El cultivo protegido de la fresa en la provincia de Huelva se cultiva en suelos arenosos (80-95% de arena), pobres en materia orgánica (0,5%), baja C.E. (0,8 mS cm-1 Ext. Sat.), con escaso poder de retención de agua y nutrientes, y con muy baja interacción como aporte de nutrientes. Como abonado de fondo o enmiendas previas del suelo se realiza una aplicación baja, para este tipo de suelo, de abono orgánico o estiércol normalmente de gallinaza, en cantidades que influyen poco en las propiedades físicas del suelo. En forma de abono mineral también se aplica poca cantidad, ya que su efecto dura muy poco, debido a la textura de los suelos y a los lavados que se producen por los volúmenes de agua que se aplican para construir los caballones y para mantener la estructura de estos antes de la plantación. Además, se utiliza agua de riego, generalmente, con muy baja salinidad, que tampoco aporta nutrientes. Se riega con alta frecuencia y volúmenes importantes de agua, que implican un importante riesgo de lavado de nutrientes. En cierto modo, se puede considerar como un cultivo hidropónico en suelo.

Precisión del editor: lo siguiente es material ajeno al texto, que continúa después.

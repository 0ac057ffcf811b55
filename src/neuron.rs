use rand::distributions::{Distribution, Uniform};
use rand::Rng;

/// Per-neuron learning rate stored on construction. Training always uses
/// the network-wide rate.
const NEURON_LEARNING_RATE: f64 = 0.1;

/// A single computational unit.
///
/// `weights[i]` is the weight applied to neuron `i` of the previous layer.
#[derive(Clone, Debug, PartialEq, Serialize, Deserialize)]
pub struct NeuronUnit {
    pub weights: Vec<f64>,
    pub bias: f64,
    pub learning_rate: f64,
    /// The activation written by the last forward pass.
    pub value: f64,
    /// The error signal written by the last backward pass.
    pub delta: f64,
}

impl NeuronUnit {
    /// Creates an input neuron, which only holds a value.
    pub fn input() -> Self {
        NeuronUnit {
            weights: Vec::new(),
            bias: 0.0,
            learning_rate: NEURON_LEARNING_RATE,
            value: 0.0,
            delta: 0.0,
        }
    }

    /// Creates a neuron fed by `inputs` neurons, with weights and bias drawn
    /// uniformly from `[-1, 1]`.
    pub fn random<R: Rng + ?Sized>(inputs: usize, rng: &mut R) -> Self {
        let range = Uniform::new_inclusive(-1.0, 1.0);
        let weights = (0..inputs).map(|_| range.sample(rng)).collect();
        NeuronUnit {
            weights,
            bias: range.sample(rng),
            learning_rate: NEURON_LEARNING_RATE,
            value: 0.0,
            delta: 0.0,
        }
    }

    /// Returns `bias + Σ weights[k] * previous[k].value`.
    pub fn weighted_sum(&self, previous: &[NeuronUnit]) -> f64 {
        debug_assert_eq!(self.weights.len(), previous.len());
        self.weights
            .iter()
            .zip(previous)
            .fold(self.bias, |sum, (w, n)| sum + w * n.value)
    }

    /// Moves the weights and bias along this neuron's current delta.
    pub fn apply_delta(&mut self, rate: f64, previous: &[NeuronUnit]) {
        debug_assert_eq!(self.weights.len(), previous.len());
        let step = rate * self.delta;
        for (w, n) in self.weights.iter_mut().zip(previous) {
            *w += step * n.value;
        }
        self.bias += step;
    }
}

Por todo ello, la tendencia en la zona es abonar por el sistema de manejo proporcional, en el que la cantidad de fertilizantes va ligada a la cantidad de agua, es decir por concentración de nutrientes equilibrados en el agua de riego, como se hace en cultivo hidropónico. La fresa es un cultivo sensible a la salinidad, pudiendo originar una reducción en la producción de fruto. Sin embargo, la salinidad puede proporcionar una mayor calidad organoléptica y/o funcional del fruto.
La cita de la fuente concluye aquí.